Look for the word "Some" in the entries and copy each line where it appears.

(Records supplied Opens)

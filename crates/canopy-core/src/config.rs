//! Scan configuration types.

use std::fmt;
use std::path::{Path, PathBuf};
use std::sync::atomic::{AtomicU64, Ordering};

use chrono::Utc;
use derive_builder::Builder;
use serde::{Deserialize, Serialize};

use crate::error::ScanError;

/// Default number of in-flight filesystem operations.
pub const DEFAULT_CONCURRENCY: usize = 64;

/// Upper bound applied to any requested concurrency.
pub const MAX_CONCURRENCY: usize = 256;

/// Default advisory file count.
pub const DEFAULT_SOFT_FILE_LIMIT: u64 = 1_000_000;

/// Default hard cap on per-file leaf records.
pub const DEFAULT_FILE_LEAF_CAP: usize = 200_000;

/// Identifier correlating progress events and cancellation requests with a scan.
#[derive(Debug, Clone, PartialEq, Eq, Hash, PartialOrd, Ord, Serialize, Deserialize)]
#[serde(transparent)]
pub struct ScanId(pub String);

impl ScanId {
    /// Create a scan id from a caller-supplied string.
    pub fn new(id: impl Into<String>) -> Self {
        Self(id.into())
    }

    /// Generate a fresh id, unique within this process.
    pub fn generate() -> Self {
        static SEQ: AtomicU64 = AtomicU64::new(0);
        let seq = SEQ.fetch_add(1, Ordering::Relaxed);
        Self(format!("scan-{}-{seq}", Utc::now().timestamp_millis()))
    }

    pub fn as_str(&self) -> &str {
        &self.0
    }
}

impl fmt::Display for ScanId {
    fn fmt(&self, f: &mut fmt::Formatter<'_>) -> fmt::Result {
        f.write_str(&self.0)
    }
}

impl From<&str> for ScanId {
    fn from(s: &str) -> Self {
        Self::new(s)
    }
}

impl From<String> for ScanId {
    fn from(s: String) -> Self {
        Self(s)
    }
}

/// Configuration for a single scan.
#[derive(Debug, Clone, Builder, Serialize, Deserialize)]
#[builder(setter(into), build_fn(validate = "Self::validate"))]
pub struct ScanConfig {
    /// Root directory to scan.
    pub root: PathBuf,

    /// Maximum folder depth represented as nodes (`None` or `Some(0)` = unlimited).
    ///
    /// Anything deeper is still counted, folded into its deepest visible ancestor.
    #[builder(default)]
    #[serde(default)]
    pub max_depth: Option<u32>,

    /// Follow symbolic links.
    #[builder(default = "false")]
    #[serde(default)]
    pub follow_symlinks: bool,

    /// Include hidden files and well-known noise files.
    #[builder(default = "false")]
    #[serde(default)]
    pub include_hidden: bool,

    /// Descend into OS-reserved directories.
    #[builder(default = "false")]
    #[serde(default)]
    pub include_system: bool,

    /// Collect a record for every individual file.
    #[builder(default = "false")]
    #[serde(default)]
    pub include_files: bool,

    /// Maximum number of concurrent filesystem operations.
    #[builder(default = "DEFAULT_CONCURRENCY")]
    #[serde(default = "default_concurrency")]
    pub concurrency: usize,

    /// Advisory file count; crossing it is logged, never enforced.
    #[builder(default = "DEFAULT_SOFT_FILE_LIMIT")]
    #[serde(default = "default_soft_file_limit")]
    pub soft_file_limit: u64,

    /// Hard cap on file records when `include_files` is set.
    #[builder(default = "DEFAULT_FILE_LEAF_CAP")]
    #[serde(default = "default_file_leaf_cap")]
    pub file_leaf_cap: usize,

    /// Caller-supplied scan id; generated at scan start when absent.
    #[builder(default, setter(strip_option))]
    #[serde(default)]
    pub scan_id: Option<ScanId>,
}

fn default_concurrency() -> usize {
    DEFAULT_CONCURRENCY
}

fn default_soft_file_limit() -> u64 {
    DEFAULT_SOFT_FILE_LIMIT
}

fn default_file_leaf_cap() -> usize {
    DEFAULT_FILE_LEAF_CAP
}

fn check_root(root: &Path) -> Result<(), String> {
    if root.as_os_str().is_empty() {
        return Err("Root path cannot be empty".to_string());
    }
    Ok(())
}

fn check_leaf_cap(cap: usize) -> Result<(), String> {
    if cap == 0 {
        return Err("File leaf cap must be at least 1".to_string());
    }
    Ok(())
}

impl ScanConfigBuilder {
    fn validate(&self) -> Result<(), String> {
        match self.root {
            Some(ref root) => check_root(root)?,
            None => return Err("Root path is required".to_string()),
        }
        if let Some(cap) = self.file_leaf_cap {
            check_leaf_cap(cap)?;
        }
        Ok(())
    }
}

impl ScanConfig {
    /// Create a new scan config builder.
    pub fn builder() -> ScanConfigBuilder {
        ScanConfigBuilder::default()
    }

    /// Create a config with defaults for scanning a path.
    pub fn new(root: impl Into<PathBuf>) -> Self {
        Self {
            root: root.into(),
            max_depth: None,
            follow_symlinks: false,
            include_hidden: false,
            include_system: false,
            include_files: false,
            concurrency: DEFAULT_CONCURRENCY,
            soft_file_limit: DEFAULT_SOFT_FILE_LIMIT,
            file_leaf_cap: DEFAULT_FILE_LEAF_CAP,
            scan_id: None,
        }
    }

    /// Apply the builder's rules to a config that may not have come from it.
    pub fn validate(&self) -> Result<(), ScanError> {
        check_root(&self.root)
            .and_then(|()| check_leaf_cap(self.file_leaf_cap))
            .map_err(|message| ScanError::InvalidConfig { message })
    }

    /// Concurrency clamped to `[1, MAX_CONCURRENCY]`.
    pub fn effective_concurrency(&self) -> usize {
        self.concurrency.clamp(1, MAX_CONCURRENCY)
    }

    /// Depth limit with the "unlimited" sentinels normalized away.
    pub fn depth_limit(&self) -> Option<u32> {
        self.max_depth.filter(|&d| d > 0)
    }

    /// Whether a folder at `depth` gets its own node.
    pub fn within_depth(&self, depth: u32) -> bool {
        self.depth_limit().is_none_or(|max| depth <= max)
    }

    /// Check if a name should be skipped by the hidden-file policy.
    pub fn should_skip_hidden(&self, name: &str) -> bool {
        !self.include_hidden && crate::classify::is_hidden_name(name)
    }
}

impl Default for ScanConfig {
    fn default() -> Self {
        Self::new(".")
    }
}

(Records supplied Closes)

> **Solved problem**
    /// Maximum folder depth represented as nodes (`None` or `Some(0)` = unlimited).
            Some(ref root) => check_root(root)?,
        if let Some(cap) = self.file_leaf_cap {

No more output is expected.